Developed by the U.S. Green Building Council, LEED is one of the largest certification systems in existence, and the most widely used around the world. It focuses on both the environmental and social dimensions of sustainability, especially water and energy efficiency, CO2 emission reduction, promoting a healthy and comfortable indoor climate, and renewable building materials. Projects are evaluated according to 8 criteria:

  1. Location and Transport
  2. Sustainable Space
  3. Efficiency of water use
  4. Energy and Atmosphere
  5. Materials and Resources ]
  6. Internal Environmental Quality
  7. Innovation and Processes
  8. Regional Priority Credits

All have prerequisites (mandatory practices) and credits (recommendations) that, as they are met, add points to the building 'score.' The level of certification is determined by the number of points acquired, ranging from 40 points to 110 points. The levels are: Certified, Silver, Gold and Platinum.

NABERS (National Australian Built Environment Rating System)

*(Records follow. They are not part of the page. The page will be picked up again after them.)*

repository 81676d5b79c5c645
//! Common utility functions

pub mod email;
pub mod validation;

// Re-export commonly used utilities
pub use email::*;
pub use validation::*;
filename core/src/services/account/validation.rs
//! Field and password validation for account operations
//!
//! Validation is an explicit pipeline stage run by the account service
//! before hashing and persistence, and it fails fast: the first violation
//! encountered is reported, not the full set.

use once_cell::sync::Lazy;
use regex::Regex;

use sg_shared::utils::email::is_valid_email;
use sg_shared::utils::validation::validators;

use crate::domain::entities::principal::OrganizationProfile;
use crate::errors::ValidationError;

/// Minimum password length
pub const PASSWORD_MIN_LENGTH: usize = 8;

/// Minimum phone number length (digits plus leading zero, original format)
pub const PHONE_MIN_LENGTH: usize = 11;

static CONTAINS_LETTER: Lazy<Regex> = Lazy::new(|| Regex::new(r"[A-Za-z]").unwrap());
static CONTAINS_DIGIT: Lazy<Regex> = Lazy::new(|| Regex::new(r"\d").unwrap());

/// Validates password shape: minimum length, at least one letter and one
/// digit
pub fn validate_password(password: &str) -> Result<(), ValidationError> {
    if password.len() < PASSWORD_MIN_LENGTH {
        return Err(ValidationError::InvalidLength {
            field: "password".to_string(),
            min: PASSWORD_MIN_LENGTH,
            actual: password.len(),
        });
    }
    if !CONTAINS_LETTER.is_match(password) || !CONTAINS_DIGIT.is_match(password) {
        return Err(ValidationError::PatternMismatch {
            field: "password".to_string(),
        });
    }
    Ok(())
}

/// Validates the shape of an already-normalized email address
pub fn validate_email(email: &str) -> Result<(), ValidationError> {
    if !is_valid_email(email) {
        return Err(ValidationError::InvalidEmail);
    }
    Ok(())
}

/// Validates an organization profile, failing on the first bad field
pub fn validate_profile(profile: &OrganizationProfile) -> Result<(), ValidationError> {
    let required = [
        ("display_name", &profile.display_name),
        ("organization", &profile.organization),
        ("phone_number", &profile.phone_number),
        ("address", &profile.address),
        ("state", &profile.state),
        ("landmark", &profile.landmark),
        ("position", &profile.position),
        ("next_of_kin", &profile.next_of_kin),
    ];

    for (field, value) in required {
        if !validators::not_empty(value) {
            return Err(ValidationError::RequiredField {
                field: field.to_string(),
            });
        }
    }

    validate_phone("phone_number", &profile.phone_number)?;
    if let Some(alternate) = &profile.alternate_phone_number {
        validate_phone("alternate_phone_number", alternate)?;
    }

    Ok(())
}

fn validate_phone(field: &str, phone: &str) -> Result<(), ValidationError> {
    if !validators::min_length(phone, PHONE_MIN_LENGTH) {
        return Err(ValidationError::InvalidLength {
            field: field.to_string(),
            min: PHONE_MIN_LENGTH,
            actual: phone.len(),
        });
    }
    Ok(())
}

  • Country of origin: Australia
  • Year: 1999
  • Applications: Existing buildings

GPT / Woods Bagot. Certified by NABERS. Image © Tyrone Branigan
GPT / Woods Bagot. Certified by NABERS. Image © Tyrone Branigan

NABERS is used to measure a building's energy efficiency, carbon emissions, water consumption, and waste production, and to compare it with similar buildings. The analyzed elements are:

  1. Energy use and greenhouse gas emissions
  2. Use of refrigerators (Global Warming Potential)
  3. Water use
  4. Permeable area
  5. Rainwater pollution control
  6. Volume of sewage expelled
  7. Landscape diversity
  8. Transport
  9. Toxic materials
  10. Indoor air quality
  11. Occupant satisfaction
  12. Waste

Nordic Swan

  • Country of origin: Nordic countries
  • Year: 2005
  • Applications: New residential buildings; New schools and preschools

Allé Youth Housing / WE architecture. Certified by Nordic Swan. Image © Rozbeh Zavari
Allé Youth Housing / WE architecture. Certified by Nordic Swan. Image © Rozbeh Zavari

Nordic Swan is the official eco-label for Nordic countries, and it certifies many other products in addition to buildings. It especially focuses on reducing resource consumption and banning toxic materials and compounds. In the construction stage, the label focuses on minimizing toxicity levels in materials throughout their life cycle. It also assesses energy and resource use during both construction and the life of the building, and addresses recycling as well.

WELL

  • Country of origin: USA
  • Year: 2014
  • Applications: New construction; Interiors; Renovations; Existing Buildings and Urban Areas

Sede da Symantec. Certificado por WELL. Image Cortesia de Little
Sede da Symantec. Certificado por WELL. Image Cortesia de Little

WELL measures the well-being and health of the users of a building, focused almost entirely on the social dimension of sustainability. It provides an analysis framework for project teams to incorporate a variety of strategies, designed to place human health and well-being at the center of the construction and operations.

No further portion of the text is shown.